=== Section Start ===
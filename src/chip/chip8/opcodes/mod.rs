mod arithmetic_and_logic;
mod draw;
mod program_flow;
mod system;

use log::debug;

use crate::chip::{chip8::Chip8, CycleError};

/// Represents a Chip 8 opcode. A Chip 8 opcode is two bytes long.
#[derive(Debug, Clone, Copy, PartialEq, Eq)]
pub(super) struct Opcode {
    /// The instruction class is the most significant nibble of the opcode.
    /// Note that we use a u8 to represent the instruction class here for
    /// convenience, but ensure that a valid opcode can only be constructed
    /// if the four most significant bits of the u8 are 0.
    instruction_class: u8,
    /// The payload constitutes the remaining nibbles of the opcode.
    payload: OpcodePayload,
}

/// Represents the payload of a Chip 8 opcode. That is the opcode without
/// the most significant nibble.
#[derive(Debug, Clone, Copy, PartialEq, Eq)]
pub(super) struct OpcodePayload {
    /// The nibbles representing the payload. Note that we use the u8 type
    /// here for convenience, but ensure that valid payloads can only be
    /// constructed if the four most significant bits of the u8 are 0.
    bytes: [u8; 3],
}

impl OpcodePayload {
    /// Interprets the opcode payload as an address in the range 0x000 to
    /// 0xFFF (inclusive) and returns an u16 containing this address.
    fn address(&self) -> u16 {
        (self.bytes[0] as u16) << 8 | (self.bytes[1] as u16) << 4 | self.bytes[2] as u16
    }

    /// Interprets the most significant nibble of the payload as a register
    /// address in range 0x0 - 0xF (inclusive) and the remaining nibbles
    /// as a value in range 0x00 - 0xFF (inclusive) and returns a tuple
    /// representing these values.
    fn reg_and_value(&self) -> (u8, u8) {
        (self.bytes[0], (self.bytes[1] << 4) | self.bytes[2])
    }

    /// Interprets the opcode payload as three operands, each of size
    /// one nibble, i.e., in range 0x0 - 0xF (inclusive) and returns
    /// a triple representing these values.
    fn operands(&self) -> (u8, u8, u8) {
        (self.bytes[0], self.bytes[1], self.bytes[2])
    }
}

impl Opcode {
    /// Constructs a new `Opcode` given its byte representation, most significant
    /// byte first.
    pub(super) fn new(opcode: &[u8; 2]) -> Opcode {
        Opcode {
            instruction_class: opcode[0] >> 4,
            payload: OpcodePayload {
                bytes: [opcode[0] & 0xF, opcode[1] >> 4, opcode[1] & 0xF],
            },
        }
    }

    /// The 16 bit instruction word this opcode was decoded from.
    pub(super) fn word(&self) -> u16 {
        (self.instruction_class as u16) << 12 | self.payload.address()
    }

    /// Decodes and executes `self` relative to the given state.
    ///
    /// # Errors
    /// A `CycleError` if a call or return would leave the bounds of the stack.
    /// The state is left untouched in that case.
    pub(super) fn execute(self, state: &mut Chip8) -> Result<Flow, CycleError> {
        let instruction = Instruction::from(self);

        match instruction {
            Instruction::ClearDisplay => system::clear_display(state),
            Instruction::Return => system::ret(state, self.word())?,
            Instruction::Sys { .. } | Instruction::Undefined(_) => {
                if let Instruction::Undefined(word) = instruction {
                    debug!("Skipping undefined instruction {:#06x}", word);
                }
                system::no_op(state)
            }
            Instruction::Jump { address } => program_flow::jump(state, address),
            Instruction::Call { address } => program_flow::call(state, address, self.word())?,
            Instruction::SkipIfEqual { reg, value } => {
                program_flow::skip_if_equal(state, reg, value)
            }
            Instruction::SkipIfNotEqual { reg, value } => {
                program_flow::skip_if_not_equal(state, reg, value)
            }
            Instruction::SkipIfRegistersEqual { x, y } => {
                program_flow::skip_if_registers_equal(state, x, y)
            }
            Instruction::SkipIfRegistersNotEqual { x, y } => {
                program_flow::skip_if_registers_not_equal(state, x, y)
            }
            Instruction::JumpWithOffset { address } => {
                program_flow::jump_with_offset(state, address)
            }
            Instruction::SkipIfKeyPressed { reg } => {
                program_flow::skip_if_key_pressed(state, reg)
            }
            Instruction::SkipIfKeyNotPressed { reg } => {
                program_flow::skip_if_key_not_pressed(state, reg)
            }
            Instruction::LoadValue { reg, value } => {
                arithmetic_and_logic::load_value(state, reg, value)
            }
            Instruction::AddValue { reg, value } => {
                arithmetic_and_logic::add_value(state, reg, value)
            }
            Instruction::Alu { x, y, operation } => {
                arithmetic_and_logic::alu(state, x, y, operation)
            }
            Instruction::LoadIndex { address } => arithmetic_and_logic::load_index(state, address),
            Instruction::Random { reg, mask } => arithmetic_and_logic::random(state, reg, mask),
            Instruction::Draw { x, y, height } => draw::draw_sprite(state, x, y, height),
            Instruction::LoadDelayTimer { reg } => {
                arithmetic_and_logic::load_delay_timer(state, reg)
            }
            Instruction::WaitForKey { reg } => {
                return Ok(arithmetic_and_logic::wait_for_key(state, reg));
            }
            Instruction::SetDelayTimer { reg } => {
                arithmetic_and_logic::set_delay_timer(state, reg)
            }
            Instruction::SetSoundTimer { reg } => {
                arithmetic_and_logic::set_sound_timer(state, reg)
            }
            Instruction::AddToIndex { reg } => arithmetic_and_logic::add_to_index(state, reg),
            Instruction::LoadGlyph { reg } => arithmetic_and_logic::load_glyph(state, reg),
            Instruction::StoreBcd { reg } => arithmetic_and_logic::store_bcd(state, reg),
            Instruction::StoreRegisters { last } => {
                arithmetic_and_logic::store_registers(state, last)
            }
            Instruction::LoadRegisters { last } => {
                arithmetic_and_logic::load_registers(state, last)
            }
        };

        Ok(Flow::Continue)
    }
}

/// What the cycle should do after an instruction was executed.
#[derive(Debug, Clone, Copy, PartialEq, Eq)]
pub(super) enum Flow {
    /// The instruction completed; the timers may be updated.
    Continue,

    /// A blocking key read found no key pressed. The program counter was not
    /// advanced and the rest of the cycle must be skipped.
    AwaitingKey,
}

/// The register-register operations of the 0x8 instruction class, keyed by the
/// least significant nibble.
#[derive(Debug, Clone, Copy, PartialEq, Eq)]
pub(super) enum AluOperation {
    Load,
    Or,
    And,
    Xor,
    Add,
    Sub,
    ShiftRight,
    SubReversed,
    ShiftLeft,
}

/// A decoded opcode. Register operands are nibbles, values are bytes and
/// addresses are 12 bit.
#[derive(Debug, Clone, Copy, PartialEq, Eq)]
pub(super) enum Instruction {
    /// 00E0
    ClearDisplay,
    /// 00EE
    Return,
    /// 0nnn, a machine code routine; executed as a no-op.
    Sys { address: u16 },
    /// 1nnn
    Jump { address: u16 },
    /// 2nnn
    Call { address: u16 },
    /// 3xkk
    SkipIfEqual { reg: u8, value: u8 },
    /// 4xkk
    SkipIfNotEqual { reg: u8, value: u8 },
    /// 5xy0
    SkipIfRegistersEqual { x: u8, y: u8 },
    /// 6xkk
    LoadValue { reg: u8, value: u8 },
    /// 7xkk
    AddValue { reg: u8, value: u8 },
    /// 8xyN
    Alu { x: u8, y: u8, operation: AluOperation },
    /// 9xy0
    SkipIfRegistersNotEqual { x: u8, y: u8 },
    /// Annn
    LoadIndex { address: u16 },
    /// Bnnn
    JumpWithOffset { address: u16 },
    /// Cxkk
    Random { reg: u8, mask: u8 },
    /// Dxyn
    Draw { x: u8, y: u8, height: u8 },
    /// Ex9E
    SkipIfKeyPressed { reg: u8 },
    /// ExA1
    SkipIfKeyNotPressed { reg: u8 },
    /// Fx07
    LoadDelayTimer { reg: u8 },
    /// Fx0A
    WaitForKey { reg: u8 },
    /// Fx15
    SetDelayTimer { reg: u8 },
    /// Fx18
    SetSoundTimer { reg: u8 },
    /// Fx1E
    AddToIndex { reg: u8 },
    /// Fx29
    LoadGlyph { reg: u8 },
    /// Fx33
    StoreBcd { reg: u8 },
    /// Fx55
    StoreRegisters { last: u8 },
    /// Fx65
    LoadRegisters { last: u8 },
    /// Any instruction word outside of the instruction set; executed as a no-op.
    Undefined(u16),
}

impl From<Opcode> for Instruction {
    fn from(opcode: Opcode) -> Instruction {
        let payload = opcode.payload;
        let address = payload.address();
        let (reg, value) = payload.reg_and_value();
        let (x, y, n) = payload.operands();

        match opcode.instruction_class {
            0x0 => match address {
                0x0E0 => Instruction::ClearDisplay,
                0x0EE => Instruction::Return,
                _ => Instruction::Sys { address },
            },
            0x1 => Instruction::Jump { address },
            0x2 => Instruction::Call { address },
            0x3 => Instruction::SkipIfEqual { reg, value },
            0x4 => Instruction::SkipIfNotEqual { reg, value },
            0x5 if n == 0 => Instruction::SkipIfRegistersEqual { x, y },
            0x6 => Instruction::LoadValue { reg, value },
            0x7 => Instruction::AddValue { reg, value },
            0x8 => {
                let operation = match n {
                    0x0 => AluOperation::Load,
                    0x1 => AluOperation::Or,
                    0x2 => AluOperation::And,
                    0x3 => AluOperation::Xor,
                    0x4 => AluOperation::Add,
                    0x5 => AluOperation::Sub,
                    0x6 => AluOperation::ShiftRight,
                    0x7 => AluOperation::SubReversed,
                    0xE => AluOperation::ShiftLeft,
                    _ => return Instruction::Undefined(opcode.word()),
                };
                Instruction::Alu { x, y, operation }
            }
            0x9 if n == 0 => Instruction::SkipIfRegistersNotEqual { x, y },
            0xA => Instruction::LoadIndex { address },
            0xB => Instruction::JumpWithOffset { address },
            0xC => Instruction::Random { reg, mask: value },
            0xD => Instruction::Draw { x, y, height: n },
            0xE => match value {
                0x9E => Instruction::SkipIfKeyPressed { reg },
                0xA1 => Instruction::SkipIfKeyNotPressed { reg },
                _ => Instruction::Undefined(opcode.word()),
            },
            0xF => match value {
                0x07 => Instruction::LoadDelayTimer { reg },
                0x0A => Instruction::WaitForKey { reg },
                0x15 => Instruction::SetDelayTimer { reg },
                0x18 => Instruction::SetSoundTimer { reg },
                0x1E => Instruction::AddToIndex { reg },
                0x29 => Instruction::LoadGlyph { reg },
                0x33 => Instruction::StoreBcd { reg },
                0x55 => Instruction::StoreRegisters { last: reg },
                0x65 => Instruction::LoadRegisters { last: reg },
                _ => Instruction::Undefined(opcode.word()),
            },
            _ => Instruction::Undefined(opcode.word()),
        }
    }
}

impl std::fmt::Display for Opcode {
    fn fmt(&self, f: &mut std::fmt::Formatter) -> std::fmt::Result {
        write!(
            f,
            "Opcode with instruction_class: {} and payload: {}.",
            self.instruction_class, self.payload
        )
    }
}

impl std::fmt::Display for OpcodePayload {
    fn fmt(&self, f: &mut std::fmt::Formatter) -> std::fmt::Result {
        write!(
            f,
            "[{}, {}, {}]",
            self.bytes[0], self.bytes[1], self.bytes[2]
        )
    }
}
=== Section End ===
EXERCISE AIM
Reproduce exactly the entries above, limited to the lines from the one with "0x7 => Instruction::AddValue" through the one with "0x29 => Instruction::LoadGlyph", both included.

EXERCISE OUTPUT
            0x7 => Instruction::AddValue { reg, value },
            0x8 => {
                let operation = match n {
                    0x0 => AluOperation::Load,
                    0x1 => AluOperation::Or,
                    0x2 => AluOperation::And,
                    0x3 => AluOperation::Xor,
                    0x4 => AluOperation::Add,
                    0x5 => AluOperation::Sub,
                    0x6 => AluOperation::ShiftRight,
                    0x7 => AluOperation::SubReversed,
                    0xE => AluOperation::ShiftLeft,
                    _ => return Instruction::Undefined(opcode.word()),
                };
                Instruction::Alu { x, y, operation }
            }
            0x9 if n == 0 => Instruction::SkipIfRegistersNotEqual { x, y },
            0xA => Instruction::LoadIndex { address },
            0xB => Instruction::JumpWithOffset { address },
            0xC => Instruction::Random { reg, mask: value },
            0xD => Instruction::Draw { x, y, height: n },
            0xE => match value {
                0x9E => Instruction::SkipIfKeyPressed { reg },
                0xA1 => Instruction::SkipIfKeyNotPressed { reg },
                _ => Instruction::Undefined(opcode.word()),
            },
            0xF => match value {
                0x07 => Instruction::LoadDelayTimer { reg },
                0x0A => Instruction::WaitForKey { reg },
                0x15 => Instruction::SetDelayTimer { reg },
                0x18 => Instruction::SetSoundTimer { reg },
                0x1E => Instruction::AddToIndex { reg },
                0x29 => Instruction::LoadGlyph { reg },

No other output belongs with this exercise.